But—if he didn’t—he forfeited Edwin’s soul, that sweet concoction that seemed more tempting each day; and he would be stuck with the same gnawing hunger, that impossibly empty void that had already grown so much he felt light-headed (and not just because of the torturous contraption of corsets).

After all of this hard work!

Ciel paced around his room, grabbing things at random—books, hairbrushes, perfumes—and throwing them wildly at the walls until they broke. At last, with nowhere else to go, he sank down against the wall, pulling his hands up through his hair and leaning his head back. It was so hard to think, with every gasp for breath, with every day that passed hungry, with every wish of Edwin’s, with this order heavy in his mind like a stone, telling him what he would most certainly do. Preparations must be made. Forms must be kept to. There was no doing otherwise.

Unless he broke the contract.

And then?

Finding Sebastian again? Stealing some soul, like he was no better than a thief? Reduced to such a menial scavenging out of nothing but pride…

But… could he bear…

“Surely I must,” Ciel said, to the empty room, in the voice that no longer sounded like his own. “I survived it before…” the voice wavered, and Ciel hated it. “This is nothing like that time… And Edwin wouldn’t hurt his ‘wife’, he is much too fond of her. He doesn’t have a sadistic nature, he is just a selfish, greedy fool, in over his head in something he doesn’t understand.”

This was all true; Ciel knew it. But it did not stop the racing panic in his chest. It did not stop the words that rose unbidden to his mind, to call for Sebastian, to order him to get rid of everything in Ciel’s way.

Well.

His schedule was not very crowded after all; he’d had nothing so pressing that it couldn’t be thrown aside in favor of sitting hunched up in his room, digging teeth into his skin and trying to remember how to breathe, until the sun had gone down. And he still had not broken the contract.

So Ciel got up, putting everything in order, changing out of his dress and corset alone, too fast, with the application of a bit of hasty magic to help with stays and buttons, taking a moment to stand and trying not to black out, putting on a nightgown, walking into Edwin’s rooms.

 

_ The two waiting voids stared in through the dirt-streaked window, a tall man in a pristine butler’s uniform, and a boy, perching haughtily on the thin strip of brick. _

_ “Am I to take it, then, that you are not going to answer?” Sebastian asked.

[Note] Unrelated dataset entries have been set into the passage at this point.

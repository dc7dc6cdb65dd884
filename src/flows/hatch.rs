use chrono::{DateTime, Utc};

use super::FlowError;
use crate::inventory::PlayerWorld;
use crate::profile::{InventoryField, Item, ItemId, ItemPayload, Rgb, SlimeData};

#[derive(Debug, Clone, PartialEq)]
pub struct HatchOutcome {
    pub egg: Item,
    pub slime: Item,
}

/// Base sale value of a freshly hatched slime by egg rarity.
pub fn rarity_value(rarity: &str) -> i64 {
    match rarity.to_ascii_lowercase().as_str() {
        "uncommon" => 25,
        "rare" => 60,
        "epic" => 150,
        "legendary" => 400,
        _ => 10,
    }
}

fn species_color(species: &str) -> Rgb {
    match species.to_ascii_lowercase().as_str() {
        "pink" => Rgb::new(255, 120, 200),
        "blue" | "crystal" => Rgb::new(120, 200, 255),
        "green" | "moss" => Rgb::new(90, 200, 110),
        "gold" => Rgb::new(240, 200, 60),
        _ => Rgb::new(180, 180, 180),
    }
}

/// Hatch a placed egg whose timer has run out.
pub fn hatch_egg(
    world: &mut PlayerWorld,
    egg_id: &ItemId,
    now: DateTime<Utc>,
) -> Result<HatchOutcome, FlowError> {
    let item = world
        .get(InventoryField::WorldEggs, egg_id)
        .ok_or_else(|| FlowError::NotFound {
            what: "egg",
            id: egg_id.clone(),
        })?;
    let egg = item.egg().ok_or_else(|| FlowError::WrongKind {
        field: InventoryField::WorldEggs,
        id: egg_id.clone(),
    })?;
    let ready_at = egg
        .ready_at()
        .ok_or_else(|| FlowError::NotPlaced(egg_id.clone()))?;
    if ready_at > now {
        return Err(FlowError::NotReady {
            id: egg_id.clone(),
            ready_at,
        });
    }
    let slime = Item::new(
        ItemId::generate(),
        ItemPayload::Slime(SlimeData {
            species: egg.species.clone(),
            color: species_color(&egg.species),
            size: 1.0,
            growth: 0.0,
            fed_count: 0,
            value_base: rarity_value(&egg.rarity),
            mutation: None,
        }),
    );

    let egg = world
        .take(InventoryField::WorldEggs, egg_id)
        .ok_or_else(|| FlowError::NotFound {
            what: "egg",
            id: egg_id.clone(),
        })?;
    world.spawn(InventoryField::WorldSlimes, slime.clone());
    Ok(HatchOutcome { egg, slime })
}

#[cfg(test)]
mod tests {
    use super::*;
    use crate::profile::EggData;
    use chrono::Duration;

    fn placed_egg(id: &str, placed_at: Option<DateTime<Utc>>) -> Item {
        Item::new(
            id,
            ItemPayload::Egg(EggData {
                rarity: "rare".into(),
                hatch_secs: 60,
                placed_at,
                species: "pink".into(),
            }),
        )
    }

    #[test]
    fn hatch_requires_elapsed_timer() {
        let now = Utc::now();
        let mut world = PlayerWorld::new();
        world.spawn(InventoryField::WorldEggs, placed_egg("e1", Some(now)));
        let err = hatch_egg(&mut world, &ItemId::from("e1"), now + Duration::seconds(30)).unwrap_err();
        assert!(matches!(err, FlowError::NotReady { .. }));
        assert_eq!(world.count(InventoryField::WorldEggs), 1);

        let outcome = hatch_egg(&mut world, &ItemId::from("e1"), now + Duration::seconds(61)).unwrap();
        assert_eq!(outcome.egg.id.as_str(), "e1");
        assert_eq!(outcome.slime.slime().unwrap().value_base, 60);
        assert_eq!(world.count(InventoryField::WorldEggs), 0);
        assert_eq!(world.count(InventoryField::WorldSlimes), 1);
    }

    #[test]
    fn hatch_unplaced_or_missing_egg_fails() {
        let mut world = PlayerWorld::new();
        world.spawn(InventoryField::WorldEggs, placed_egg("e1", None));
        let now = Utc::now();
        assert_eq!(
            hatch_egg(&mut world, &ItemId::from("e1"), now),
            Err(FlowError::NotPlaced(ItemId::from("e1")))
        );
        assert!(matches!(
            hatch_egg(&mut world, &ItemId::from("nope"), now),
            Err(FlowError::NotFound { what: "egg", .. })
        ));
    }
}
//! Key-value persistence boundary.
//!
//! Player profiles are written as opaque blobs under `"Player_<id>"` keys. The
//! platform datastore is modelled by the [`KeyValueStore`] trait so the profile
//! repository can run against the sled-backed [`SledStore`] in production and
//! the fault-injecting [`MemoryStore`] in tests.

pub mod memory;
pub mod sled_store;

use thiserror::Error;

pub use memory::{MemoryStore, MemoryStoreFaults};
pub use sled_store::SledStore;

/// Errors surfaced by a [`KeyValueStore`].
#[derive(Debug, Error)]
pub enum StoreError {
    /// Timeouts, throttling and other failures worth retrying.
    #[error("transient store error: {0}")]
    Transient(String),

    /// The store is unreachable or disabled in this environment. Not retried.
    #[error("store unavailable: {0}")]
    Unavailable(String),

    /// Wrapper around sled's error type.
    #[error("sled error: {0}")]
    Sled(#[from] sled::Error),

    /// Wrapper around IO errors (directory creation, etc.).
    #[error("io error: {0}")]
    Io(#[from] std::io::Error),
}

impl StoreError {
    /// Permanent errors flip the profile repository into offline mode.
    pub fn is_permanent(&self) -> bool {
        match self {
            StoreError::Unavailable(_) => true,
            StoreError::Sled(sled::Error::Unsupported(_)) => true,
            StoreError::Sled(sled::Error::ReportableBug(_)) => true,
            StoreError::Sled(_) | StoreError::Transient(_) | StoreError::Io(_) => false,
        }
    }
}

/// Read-modify-write callback for [`KeyValueStore::update`]. Receives the
/// current value and returns the value to store (`None` leaves it untouched).
pub type UpdateFn<'a> = dyn FnMut(Option<&[u8]>) -> Option<Vec<u8>> + 'a;

/// Minimal persistent key-value contract the profile layer relies on.
pub trait KeyValueStore: Send {
    fn get(&self, key: &str) -> Result<Option<Vec<u8>>, StoreError>;

    fn set(&self, key: &str, value: &[u8]) -> Result<(), StoreError>;

    /// Atomically apply `f` to the current value. Returns the previous value.
    fn update(&self, key: &str, f: &mut UpdateFn<'_>) -> Result<Option<Vec<u8>>, StoreError>;

    fn list_keys(&self, prefix: &str) -> Result<Vec<String>, StoreError>;
}

impl<T: KeyValueStore + Sync> KeyValueStore for std::sync::Arc<T> {
    fn get(&self, key: &str) -> Result<Option<Vec<u8>>, StoreError> {
        (**self).get(key)
    }

    fn set(&self, key: &str, value: &[u8]) -> Result<(), StoreError> {
        (**self).set(key, value)
    }

    fn update(&self, key: &str, f: &mut UpdateFn<'_>) -> Result<Option<Vec<u8>>, StoreError> {
        (**self).update(key, f)
    }

    fn list_keys(&self, prefix: &str) -> Result<Vec<String>, StoreError> {
        (**self).list_keys(prefix)
    }
}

He paused, and then, carefully, continued. “Perhaps that is for the best. After all, contracts are challenging things; it might be wiser to scavenge for your first meal.” _

_ “Are you implying that I am a coward?” Ciel asked, turning back to face his butler with burning eyes. Sebastian might have agreed, and while that would have fuelled Ciel’s rage, he knew to be on his guard for Sebastian’s tricks and taunts. _

_ What he still hadn’t gotten used to was the lack of them. _

_ “No, my lord,” Sebastian said flatly. “Forgive me if my words have construed any kind of offense.” _

_ It was like his balance was off, as though gravity had moved slightly akilter. I know what you were going to say, Ciel thought. I know what you wanted to say. _

_ But did I? _

_ The eerie dark eyes over that mask-face did not seem to want anything, anymore.  _

_ “Even if I don’t make an agreement, it might be amusing to play with him a bit before we go,” Ciel said, pointedly casual, slipping insubstantial through the glass to hover as a sudden darkness in the room. In the momentary silence, beyond the shocked gasp of the summoner, Ciel could hear the almost imperceptible creak of the window being pushed up and soft footsteps walking surely through the cluttered room to stand behind him. _

 

Ciel had picked out his maidservant, carefully, as someone who did not tire him so much as some girls might. Of course, the outcome of this was that Cora tended to be quite sharp-eyed, with a quick wit, and she did not miss much. It made sense, now, how much Sebastian had enjoyed being the anomaly disguised in plain sight, brazening past impossibilities with the sheer force of his personality. Ciel never did have that kind of power, but his ingénue eyes were just as convincing green as blue. And he was not having to hide bodies around every corner (as amusing as that might have been).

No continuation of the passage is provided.